When I was around eight my discovered I had som pornomags I had found in a container. She told me that the people in the magazines were doing bad things, and that it was dirty. Then naturally she threw them away. At this point I had learned what a condom was, and was horrified when I discovered that my dad had pack in his nightstand drawer. I couldn't figure out why they would do something that bad, and I thought somehow they must be slowly be going insane. It was the only explanation I could come up with. I was terrified because of this, because I wouldn't know what to do if they actually went nuts after a while. Finally I mustered up the courage to confront them about it, and my dad explained to me how grown ups have something called sexual urges, and that if they didn't have sex now and then they would go insane. I hadn't mentioned the insanity part of my assumption when asking about, so I was even more puzzled by this. Actually I think he meant to say that it would become frustrating after a while, but of course I didn't understand until much later. After that I thought adults would end up in the nut house if they didn't have intercourse on a regular basis, and I still couldn't fogure out why I was told it was bad when it was magazines, but not elsewhere.

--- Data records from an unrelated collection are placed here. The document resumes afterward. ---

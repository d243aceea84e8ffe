//! Transaction classification
//!
//! Pure heuristic, not a decoder. Rules are checked in order and the first
//! match wins, since the raw fields overlap (a token transfer usually also
//! carries calldata):
//!
//! 1. token symbol with an NFT marker -> `NFTSale` if the watched address sent
//!    it, else `NFTPurchase`
//! 2. any other token symbol -> `TokenTransfer`
//! 3. non-empty input data -> `Swap`
//! 4. non-zero value -> `Send` / `Receive` by direction
//! 5. otherwise `Unknown`

use crate::types::{normalize_address, Category, TransactionRecord};

/// Marker looked for (case-insensitively) in token symbols
pub const NFT_MARKER: &str = "NFT";

/// Canonical "no calldata" value returned by EVM explorers
pub const EMPTY_INPUT: &str = "0x";

fn has_nft_marker(symbol: &str) -> bool {
    symbol.to_ascii_uppercase().contains(NFT_MARKER)
}

fn has_input_data(input: &str) -> bool {
    let input = input.trim();
    !input.is_empty() && input != EMPTY_INPUT
}

/// Classify `tx` from the point of view of `watched_address`
pub fn classify(tx: &TransactionRecord, watched_address: &str) -> Category {
    let watched = normalize_address(watched_address);
    let is_sender = normalize_address(&tx.from) == watched;
    let is_recipient = tx
        .to
        .as_deref()
        .map(|to| normalize_address(to) == watched)
        .unwrap_or(false);

    let symbol = tx
        .token_symbol
        .as_deref()
        .map(str::trim)
        .filter(|s| !s.is_empty());

    if let Some(symbol) = symbol {
        if has_nft_marker(symbol) {
            return if is_sender {
                Category::NftSale
            } else {
                Category::NftPurchase
            };
        }
        return Category::TokenTransfer;
    }

    if has_input_data(&tx.input_data) {
        return Category::Swap;
    }

    if tx.value > 0 {
        if is_sender {
            return Category::Send;
        }
        if is_recipient {
            return Category::Receive;
        }
    }

    Category::Unknown
}

#[cfg(test)]
mod tests {
    use super::*;

    const WATCHED: &str = "0xabc";

    fn tx(from: &str, to: &str, value: u128, input: &str, symbol: Option<&str>) -> TransactionRecord {
        TransactionRecord {
            hash: "0xT1".to_string(),
            from: from.to_string(),
            to: Some(to.to_string()),
            value,
            input_data: input.to_string(),
            block_number: Some(1),
            token_symbol: symbol.map(str::to_string),
        }
    }

    #[test]
    fn test_send_and_receive() {
        assert_eq!(classify(&tx("0xabc", "0xdef", 100, "", None), WATCHED), Category::Send);
        assert_eq!(classify(&tx("0xdef", "0xabc", 100, "0x", None), WATCHED), Category::Receive);
    }

    #[test]
    fn test_direction_ignores_case() {
        assert_eq!(classify(&tx("0xABC", "0xdef", 1, "", None), "0xAbC"), Category::Send);
    }

    #[test]
    fn test_zero_value_is_unknown() {
        assert_eq!(classify(&tx("0xabc", "0xdef", 0, "0x", None), WATCHED), Category::Unknown);
    }

    #[test]
    fn test_value_without_direction_is_unknown() {
        assert_eq!(classify(&tx("0x111", "0x222", 5, "", None), WATCHED), Category::Unknown);
    }

    #[test]
    fn test_input_data_is_swap() {
        let record = tx("0xabc", "0xrouter", 100, "0x38ed1739", None);
        assert_eq!(classify(&record, WATCHED), Category::Swap);
    }

    #[test]
    fn test_token_beats_swap() {
        // Test: token rule precedes swap rule even with calldata present
        let record = tx("0xabc", "0xtoken", 0, "0xa9059cbb", Some("USDC"));
        assert_eq!(classify(&record, WATCHED), Category::TokenTransfer);
    }

    #[test]
    fn test_nft_beats_swap() {
        let record = tx("0xdef", "0xabc", 0, "0x23b872dd", Some("CoolNFT"));
        assert_eq!(classify(&record, WATCHED), Category::NftPurchase);
    }

    #[test]
    fn test_nft_sale_when_sender() {
        let record = tx("0xabc", "0xdef", 0, "0x", Some("nft-pass"));
        assert_eq!(classify(&record, WATCHED), Category::NftSale);
    }

    #[test]
    fn test_blank_symbol_is_ignored() {
        let record = tx("0xabc", "0xdef", 10, "", Some("  "));
        assert_eq!(classify(&record, WATCHED), Category::Send);
    }

    #[test]
    fn test_contract_creation_with_value() {
        let mut record = tx("0xdef", "", 10, "", None);
        record.to = None;
        assert_eq!(classify(&record, WATCHED), Category::Unknown);
    }
}
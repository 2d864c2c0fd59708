//! Output formatting - plaintext and JSON.
//!
//! This is the presentation boundary: the only place the `-1` sentinel for
//! "no common city" is produced.

use serde_json::json;

use crate::analyzer::{CommonCities, Query};
use crate::matrix::AdjacencyMatrix;
use crate::trace::QueryTrace;

/// Space-separated common cities, or `-1`.
pub fn render_plain(common: &CommonCities) -> String {
    common.to_string()
}

/// JSON report for one query; the trace is embedded when given.
pub fn render_json(
    query: &Query,
    common: &CommonCities,
    trace: Option<&QueryTrace>,
) -> serde_json::Value {
    let mut report = json!({
        "k1": query.k1,
        "k2": query.k2,
        "hops": query.hops,
        "found": !common.is_empty(),
        "common": common.to_sentinel_vec(),
    });
    if let Some(trace) = trace {
        report["trace"] = serde_json::to_value(trace).unwrap_or(serde_json::Value::Null);
    }
    report
}

/// The matrix as lines of space-separated `0`/`1`, headed by the city count.
pub fn render_matrix(matrix: &AdjacencyMatrix) -> String {
    let mut out = format!("Cities: {}\n", matrix.size());
    for i in 0..matrix.size() {
        let row: Vec<String> = matrix.row(i).map(|c| c.to_string()).collect();
        out.push_str(&row.join(" "));
        out.push('\n');
    }
    out
}

/// Prints the plain result to stdout.
pub fn print_plain(common: &CommonCities) {
    println!("{}", render_plain(common));
}

/// Prints the JSON report to stdout.
///
/// Falls back to the plain sentinel form if serialization fails.
pub fn print_json(query: &Query, common: &CommonCities, trace: Option<&QueryTrace>) {
    match serde_json::to_string_pretty(&render_json(query, common, trace)) {
        Ok(json) => println!("{}", json),
        Err(e) => {
            tracing::warn!(error = %e, "JSON serialization failed");
            println!("{{\"common\": {:?}}}", common.to_sentinel_vec());
        }
    }
}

When i was a nipper my mum told me that condoms were sweeties for grown ups - i believed it for years!! :-)
When I was in the 4th grade, I used to think a rubber ( condom ) was something a guy puts on as part of his football equipment. Helmet, mouthguard, kneepads, rubber, etc etc...Hahaha!
Didn't find out the truth until a year later, and was REALLY embarassed!!
when I was younger I used to believe that men had to wear condoms everyday all the time so they would be ready at any time for a lady.
My older sister and I shared a room when we were young... one night she explained to me that there were actually people in Hollywood (apparently ONLY in Hollywood) that has sex for fun and not just when they wanted a baby! imagine... she went on to explain they managed this by wrapping the man's penis in Saran wrap and a rubber band. for a long time i thought only people in Hollywood had sex without a baby and when I was much older and learned of condoms I naturally thought that whole Hollywood-Saran wrap thing must have really caught on!
I used to believe that you had to tie condoms on with string... to stop them falling off you understand, at least thats what my older sister told me!
i saw a condom packet on the internet and thought that its one of those wipes they use to clean stuff. I thought that you wipe your penis with it before having sex!
one time when i was just a baby my mom took me for a walk in the park with my sister who was about 4 at the time. as we were walking my sister runs and picks up a condom that was lying on the ground and screams "LOOK MOM! A BALLOON!"
When I was younger (probably 7 or 8) we didn't know what condoms were. So when my friends and I found a couple used ones in the alley behind their house, we took them.
I vividly recall my friend blowing one of them up like a balloon. We also stretched another one over a pop bottle.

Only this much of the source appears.